Cassazione civile, Sez. Unite, 7 ottobre 1994, n. 8197 [1]

Norme correlate:
Art 824 Regio Decreto n. 262/1942
Capo18 Decreto Presidente Repubblica n. 285/1990

Massima:
Cassazione civile, Sez. Unite, 7 ottobre 1994, n. 8197
In tema di concessione a privati di beni demaniali, il giudice ordinario conosce di ogni controversia tra i privati relativa ai rapporti di natura privatistica che accedono alla concessione. (Nella specie, il titolare del diritto di sepolcro su una tomba che altro contitolare aveva ampliato pretendeva di estendere il suo diritto alla nuova costruzione).

Testo completo:
Cassazione civile, Sez. Unite, 7 ottobre 1994, n. 8197
LA CORTE SUPREMA DI CASSAZIONE
SEZIONI UNITE CIVILI
Composta dagli Ill.mi Sigg. Magistrati:
Dott. Franco BILE Pres. di Sez.
ff. di Primo Presidente
Dott. Vincenzo DI CIÒ Pres. di Sez.
” Antonio IANNOTTA ”
” Marcello TADDEUCCI Consigliere
” Gentile RAPONE ”
” Vittorio VOLPE ”
” Raffaele MAROTTA Rel. ”
” Vincenzo BALDASSARRE ”
” Francesco AMIRANTE ”
ha pronunciato la seguente
SENTENZA
sul ricorso iscritto al n. 5871-1991 R.G. AA.CC.
da
FANIA MARIA ROSARIA, FANIA ERMELINDA, FANIA ORNELLA, FANIA GIGLIOLA E
LOPORCHIO LEDA, vedova Fania, rappresentate e difese, giusta mandato
a margine del ricorso, dagli avv.ti Pasquale D’Angelo e Cesare Testa,
elettivamente domiciliati in Roma, via Monte Zebio n. 43, presso
l’avv.to Cesare Testa (Studio Visciani).
Ricorrenti
contro
FANIA MARIA, rappresentata e difesa, giusta mandato a margine del
controricorso, dall’avv.to Giovanni Fulchino, elettivamente
domiciliata in Roma, Circonvallazione Clodia n. 82, presso lo studio
del dr. proc.
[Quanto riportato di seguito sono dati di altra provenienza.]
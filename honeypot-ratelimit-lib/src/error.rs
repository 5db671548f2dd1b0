use std::time::Duration;

use thiserror::Error;

/// Errors that can occur while configuring or running the rate limiter
///
/// Admission denials are not errors: they are reported through
/// [`RateLimitResult`](crate::security::rate_limit::RateLimitResult).
#[derive(Error, Debug)]
pub enum RateLimitError {
    #[error("IO error: {0}")]
    Io(#[from] std::io::Error),

    #[error("Configuration error: {0}")]
    Config(String),

    #[error(
        "Invalid {dimension} window: {window:?} must be a positive multiple of the {slot:?} slot"
    )]
    InvalidWindow { dimension: &'static str, window: Duration, slot: Duration },

    #[error("Identity slot ({identity:?}) and content slot ({content:?}) must match")]
    SlotMismatch { identity: Duration, content: Duration },

    #[error("HTTP error: {0}")]
    Http(String),

    #[error("Metrics error: {0}")]
    Metrics(String),
}

pub type Result<T> = std::result::Result<T, RateLimitError>;
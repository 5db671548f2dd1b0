use serde::Deserialize;

/// Telemetry configuration
/// Controls the metrics endpoint and OpenTelemetry SDK verbosity
#[derive(Debug, Deserialize, Clone)]
pub struct TelemetryConfig {
    /// Observability server port (optional)
    /// If provided, serves /metrics, /health, /ready and /live on this port
    /// Default: None (server disabled)
    #[serde(default)]
    pub metrics_port: Option<u16>,
    /// OpenTelemetry internal log level
    /// Controls verbosity of OpenTelemetry SDK internal logs (not application logs)
    /// Options: "trace", "debug", "info", "warn", "error"
    /// Default: "warn"
    #[serde(default = "default_otel_log_level")]
    pub otel_log_level: String,
}

impl Default for TelemetryConfig {
    fn default() -> Self {
        Self { metrics_port: None, otel_log_level: default_otel_log_level() }
    }
}

fn default_otel_log_level() -> String {
    "warn".to_string()
}

/// Logging configuration
/// Controls application-level structured logging (stdout/stderr)
#[derive(Debug, Deserialize, Clone)]
pub struct LoggingConfig {
    /// Log level: "trace", "debug", "info", "warn", "error"
    /// Can be overridden at runtime via RUST_LOG environment variable
    /// Default: "info"
    #[serde(default = "default_log_level")]
    pub level: String,
    /// Show module path (target) in log messages
    /// Default: false
    #[serde(default)]
    pub show_target: bool,
}

impl Default for LoggingConfig {
    fn default() -> Self {
        Self { level: default_log_level(), show_target: false }
    }
}

fn default_log_level() -> String {
    "info".to_string()
}
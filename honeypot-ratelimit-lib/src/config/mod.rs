mod loader;
mod rate_limit;
mod root;
mod telemetry;

pub use loader::{load_from_path, validate_config};
pub use rate_limit::{DimensionLimits, RateLimitConfig};
pub use root::Config;
pub use telemetry::{LoggingConfig, TelemetryConfig};
#![forbid(unsafe_code)]

pub mod config;
pub mod error;
pub mod security;
pub mod telemetry;

pub use config::{load_from_path, Config, RateLimitConfig};
pub use error::{RateLimitError, Result};
pub use security::rate_limit::{
    InboundRequest, LimitReason, RateLimitKeys, RateLimitResult, RateLimiter, RateLimiterMetrics,
    TickDriver,
};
Gennaro Fredella.
Resistente
per la cassazione della sentenza resa “inter partes” dalla Corte di
Appello di Bari in data 8 agosto 1990, nella causa civile in grado di
appello iscritta al n. 590 R.G. N. anno 1988.
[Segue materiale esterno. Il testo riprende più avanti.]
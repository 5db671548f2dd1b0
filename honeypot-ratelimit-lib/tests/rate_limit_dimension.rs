mod helpers;

use std::time::Duration;

use helpers::{dimension, MetricsHarness, TestResult};
use honeypot_ratelimit_lib::security::rate_limit::{
    DimensionConfig, DimensionKind, RateDimension, Verdict, MAX_SLOTS,
};
use honeypot_ratelimit_lib::RateLimitError;

fn identity_dimension(harness: &MetricsHarness, config: DimensionConfig) -> TestResult<RateDimension> {
    Ok(RateDimension::new(
        DimensionKind::Identity,
        config,
        harness.metrics.tracked_keys(DimensionKind::Identity),
    )?)
}

#[test]
fn test_key_decays_after_exactly_one_window() -> TestResult {
    let harness = MetricsHarness::new()?;
    let dim = identity_dimension(&harness, dimension(4, 1, 100, 100))?;
    assert_eq!(dim.slots(), 4);

    assert_eq!(dim.evaluate("k"), Verdict::Allowed);
    assert_eq!(dim.evaluate("k"), Verdict::Allowed);

    for remaining in (1..4).rev() {
        assert_eq!(dim.advance(), 0);
        assert_eq!(dim.window_count("k"), Some(2), "{remaining} slots still hold history");
    }

    assert_eq!(dim.advance(), 1);
    assert!(!dim.contains_key("k"));
    assert_eq!(dim.window_count("k"), None);
    assert_eq!(dim.tracked_keys(), 0);
    Ok(())
}

#[test]
fn test_history_slides_out_slot_by_slot() -> TestResult {
    let harness = MetricsHarness::new()?;
    let dim = identity_dimension(&harness, dimension(3, 1, 100, 100))?;

    dim.evaluate("k");
    dim.advance();
    dim.evaluate("k");
    dim.evaluate("k");
    dim.advance();
    dim.evaluate("k");
    assert_eq!(dim.window_count("k"), Some(4));

    // The first slot falls out, then the two-request slot.
    dim.advance();
    assert_eq!(dim.window_count("k"), Some(3));
    dim.advance();
    assert_eq!(dim.window_count("k"), Some(1));
    dim.advance();
    assert_eq!(dim.window_count("k"), None);
    Ok(())
}

#[test]
fn test_slot_limit_resets_on_advance() -> TestResult {
    let harness = MetricsHarness::new()?;
    let dim = identity_dimension(&harness, dimension(10, 1, 100, 1))?;

    assert_eq!(dim.evaluate("k"), Verdict::Allowed);
    assert_eq!(dim.evaluate("k"), Verdict::SlotLimitExceeded);
    dim.advance();
    assert_eq!(dim.evaluate("k"), Verdict::Allowed);
    Ok(())
}

#[test]
fn test_gauge_follows_tracked_keys() -> TestResult {
    let harness = MetricsHarness::new()?;
    let dim = identity_dimension(&harness, dimension(2, 1, 100, 100))?;

    dim.evaluate("a");
    dim.evaluate("b");
    dim.evaluate("b");
    assert_eq!(dim.tracked_keys(), 2);
    assert_eq!(harness.identity_keys(), 2.0);

    dim.advance();
    dim.evaluate("a");
    dim.advance();
    // "b" went idle one slot earlier than "a".
    assert_eq!(dim.tracked_keys(), 1);
    assert_eq!(harness.identity_keys(), 1.0);

    dim.advance();
    assert_eq!(dim.tracked_keys(), 0);
    assert_eq!(harness.identity_keys(), 0.0);
    assert_eq!(harness.content_keys(), 0.0);
    Ok(())
}

#[test]
fn test_advance_on_empty_dimension_is_noop() -> TestResult {
    let harness = MetricsHarness::new()?;
    let dim = identity_dimension(&harness, dimension(2, 1, 1, 1))?;

    assert_eq!(dim.advance(), 0);
    assert_eq!(dim.tracked_keys(), 0);
    Ok(())
}

#[test]
fn test_single_slot_window() -> TestResult {
    let harness = MetricsHarness::new()?;
    let dim = identity_dimension(&harness, dimension(1, 1, 2, 5))?;
    assert_eq!(dim.slots(), 1);

    assert_eq!(dim.evaluate("k"), Verdict::Allowed);
    assert_eq!(dim.evaluate("k"), Verdict::Allowed);
    assert_eq!(dim.evaluate("k"), Verdict::WindowLimitExceeded);
    assert_eq!(dim.advance(), 1);
    assert_eq!(dim.evaluate("k"), Verdict::Allowed);
    Ok(())
}

#[test]
fn test_slot_count_validation() {
    let ok = dimension(3600, 60, 10, 10);
    assert!(matches!(ok.slot_count(DimensionKind::Identity), Ok(60)));

    let sub_second = DimensionConfig {
        window: Duration::from_millis(1500),
        slot: Duration::from_millis(500),
        max_per_window: 1,
        max_per_slot: 1,
    };
    assert!(matches!(sub_second.slot_count(DimensionKind::Content), Ok(3)));

    for bad in [dimension(0, 1, 1, 1), dimension(10, 0, 1, 1), dimension(10, 3, 1, 1)] {
        assert!(matches!(
            bad.slot_count(DimensionKind::Content),
            Err(RateLimitError::InvalidWindow { dimension: "content", .. })
        ));
    }

    assert!(matches!(
        dimension(10, 1, 1, 0).slot_count(DimensionKind::Identity),
        Err(RateLimitError::Config(ref msg)) if msg.contains("max_per_slot")
    ));
}

#[test]
fn test_slot_count_ceiling() {
    let max_window = u64::try_from(MAX_SLOTS).unwrap_or(u64::MAX);

    assert!(matches!(
        dimension(max_window, 1, 1, 1).slot_count(DimensionKind::Identity),
        Ok(slots) if slots == MAX_SLOTS
    ));
    assert!(matches!(
        dimension(max_window + 1, 1, 1, 1).slot_count(DimensionKind::Identity),
        Err(RateLimitError::Config(ref msg)) if msg.contains("too many slots")
    ));
    assert!(matches!(
        dimension(1 << 40, 1, 1, 1).slot_count(DimensionKind::Content),
        Err(RateLimitError::Config(_))
    ));
}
Udita, nella pubblica udienza tenutasi il 28 aprile 1994, la
relazione della causa svolta dal Cons. dott. Raffaele Marotta;
Sentito il Pubblico Ministero nella persona del dott. Franco Morozzo
della Rocco, Avvocato Generale espresso la Corte Suprema di
Cassazione, il quale ha concluso per il rigetto del ricorso.
FATTO
Con atto di citazione notificato il 9 e l’11 settembre 1978, Maria Fania – premesso che, a seguito della relativa licenza di costruzione rilasciata il 26 gennaio 1962 dal Commissario straordinario presso il Comune di Foggia in conformità al progetto approvato dalla Commissione edilizia del detto Comune, Francesco Paolo Fania, nato a Foggia il 3 gennaio 1916 ed ivi deceduto il 17 marzo 1977, aveva proceduto alla sopraelevazione della tomba di famiglia, di tipo gentilizio, ubicata nel locale cimitero, intestata al comune avo Francesco Paolo Fania, nato a Foggia l’11 dicembre 1842; che essa istante, titolare sulla predetta tomba per discendenza diretta del diritto di sepolcro, si era visto negare dai comproprietari tale diritto relativamente alla parte oggetto dell’ampliamento, nonostante che avesse ripetutamente offerto il versamento di somma di denaro per l’importo pari ala propria quota, per quanto era stato realizzato – tanto premesso, conveniva davanti al Tribunale di Foggia le comproprietarie della tomba gentilizia in questione e, precisamente, Leda Loporchio, vedova di Francesco Paolo Fania, e le figlie Maria Rosaria, Ermelinda, Ornella e Gigliola Fania, chiedendo che fosse preliminarmente dichiarato il diritto di sepolcro di essa istante, e dei suoi aventi causa, sull’intera cappella, così come ampliata, e venisse poi ordinato alle convenute di permetterle il libero accesso alla cappella sopraelevata, con la consegna delle chiavi.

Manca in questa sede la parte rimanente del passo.